Unpacking

Just as the return leg of a journey seems shorter, as if the mental energy has already been spent on the outlay, and now you are being pulled magnetically back home, unpacking feels easier than packing. The difficult decisions are already made. Did I need that second whisk, or the book about Alexander von Humboldt? Either way, it’s too late.

Moving home might be the only ironclad defense we have left against the great and small forces of accumulation. Every sweater, every book, every old record comes back like an end-of-year exam to assess your understanding of its value (and your resolve, in the case of that Humboldt biography). But for all the exasperation of packing, I find there’s a reward at the other end. At least for a couple of weeks, I know the location of every object I own. The sense of order is nearly religious. This is how I imagine the first few days in Eden.
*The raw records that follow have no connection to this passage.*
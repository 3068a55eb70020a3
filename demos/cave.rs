//! Time-sliced searches over a seeded random cave.
//!
//! Run: cargo run --bin pathslice-demo [seed]

use pathslice::{OracleConfig, Pathfinder, SearchOptions};
use pathslice_demos::{CaveConfig, generate_cave, random_floor, run_query};
use pathslice_grid::{Connectivity, GridExplorer};
use rand::SeedableRng;

const QUERIES: usize = 6;

fn main() {
    let seed = match std::env::args().nth(1).map(|s| s.parse::<u64>()) {
        None => 42,
        Some(Ok(seed)) => seed,
        Some(Err(e)) => {
            eprintln!("Error: invalid seed: {e}");
            std::process::exit(1);
        }
    };

    let mut rng = rand::rngs::StdRng::seed_from_u64(seed);
    let map = generate_cave(&mut rng, CaveConfig::default());
    let explorer = GridExplorer::new(&map, Connectivity::Eight).with_components();
    let finder = Pathfinder::new(
        SearchOptions::default().with_check_limit(600),
        OracleConfig::default(),
    );

    if let Some(cc) = explorer.components() {
        println!("seed {seed}: {} connected region(s)", cc.count());
    }

    for i in 0..QUERIES {
        let (Some(start), Some(goal)) = (random_floor(&mut rng, &map), random_floor(&mut rng, &map))
        else {
            eprintln!("Error: cave has no floor");
            std::process::exit(1);
        };

        let report = run_query(&finder, &explorer, start, goal);
        println!();
        println!(
            "query {i}: {start} -> {goal}: {} after {} poll(s) of {} iteration(s), {} expanded",
            report.state, report.polls, report.iterations_per_poll, report.expanded
        );
        match report.cost {
            Some(cost) if !report.path.is_empty() => println!(
                "path: {} step(s), cost {cost:.2}, valid: {}",
                report.path.len() - 1,
                report.valid
            ),
            _ => println!("no path"),
        }
        println!("oracle average: {:.1}", finder.oracle().average());
        println!("{}", map.render(&report.path));
    }
}
//! Generic, time-sliced A*/Dijkstra search.
//!
//! The engine knows nothing about the graph it searches. A caller supplies an
//! [`Explorer`] (adjacency, edge costs, heuristic, reachability and
//! passability over its own node type) and gets back a [`SearchProcess`]
//! that it drives at its own pace:
//!
//! - [`SearchProcess::poll`] runs one time slice, sized automatically,
//! - [`SearchProcess::step`] runs an explicit number of iterations,
//! - [`SearchProcess::run`] goes to completion.
//!
//! Failures are terminal [`SearchState`]s rather than errors. After any of
//! them [`SearchProcess::build_closest_path`] still yields a partial route
//! towards the nearest goal.
//!
//! A [`CapacityOracle`] carries a rolling average of past search sizes from
//! one query to the next. It pre-sizes the per-search collections and sets
//! how much work one poll does, so repeated queries over the same map settle
//! into allocation-free, evenly sliced searches.
//!
//! ```
//! use pathslice::{CapacityOracle, Explorer, SearchOptions, SearchState, find_path};
//!
//! struct Line;
//!
//! impl Explorer for Line {
//!     type Node = i32;
//!     fn neighbours(&self, n: &i32, buf: &mut Vec<i32>) {
//!         buf.extend([n - 1, n + 1]);
//!     }
//!     fn path_cost(&self, _: &i32, _: &i32) -> f32 {
//!         1.0
//!     }
//!     fn shortest_path(&self, a: &i32, b: &i32) -> f32 {
//!         (a - b).abs() as f32
//!     }
//! }
//!
//! let line = Line;
//! let oracle = CapacityOracle::default();
//! let mut search = find_path(&line, &oracle, SearchOptions::default(), Some(0), [3]);
//! while search.poll() == SearchState::Running {}
//! assert_eq!(search.path(), &[0, 1, 2, 3]);
//! ```

mod closed;
mod entry;
mod open;
mod options;
mod oracle;
mod process;
mod record;
mod state;
mod traits;

#[cfg(test)]
mod testing;

pub use entry::{Pathfinder, find_path};
pub use options::{DEFAULT_CHECK_LIMIT, SearchOptions};
pub use oracle::{CapacityOracle, EXPERIENCE_MARGIN, ITERATION_FANOUT, OracleConfig};
pub use process::SearchProcess;
pub use state::SearchState;
pub use traits::Explorer;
In a brief and lovely 1931 essay, “Unpacking my library,” Walter Benjamin surveys his collection in its latent state. “The books are not yet on the shelves, not yet touched by the mild boredom of order.” He relishes the task of re-shelving. It’s the chance to position each book in relation to the others, to reappraise, to rediscover. The meaning of a book is not only found in the text printed and bound by its publisher, but in its provenance and age, its appearance and wear. Books, like people, come to us indelibly marked by the circumstances in which we found them. The train journey when you started it, or the six months it lurked on the nightstand beneath flashier titles, still bookmarked with the train ticket. The bookshop where you found it, whether a sprawling metropolitan store that’s 75% café, or the kind you find in the countryside, smelling of damp wood and dust. The person who gave it to you a little bit too early in a relationship.

Collecting is the opposite of logical purchasing. The student with a reading list or merchant with a catalogue buys sensibly. The collector acquires objects as children receive toys: hungrily, inquisitively, and with their hands. Each new item is scrutinized, tested and analyzed. Every detail must be understood, every aspect dissected. If it survives that voracious interest, it’s ultimately sanctified. Faced with unpacking my wardrobe, I felt the same anticipation. My prayers made to the gods of moth protection, I opened the garment bags and began to hang shirts and jackets on rails. You’ve guessed the punchline, of course: the bags I opened with delight were not the wise purchases, darlings of a thousand “menswear essentials” articles, but the chances and gambles. The linen jacket bought for a trip to Italy, even though it was so hot I could barely wear it. The Neapolitan tie inexplicably found in Wales. Anything yellow. 

The collector is half-child, half-priest; his relationship to objects, Benjamin observes, does not hinge on their function or usefulness, but on the minutest details of their origin and fate. They contain his life as much as his life contains them. “Everything remembered and thought, everything conscious” in their history flashes out from them.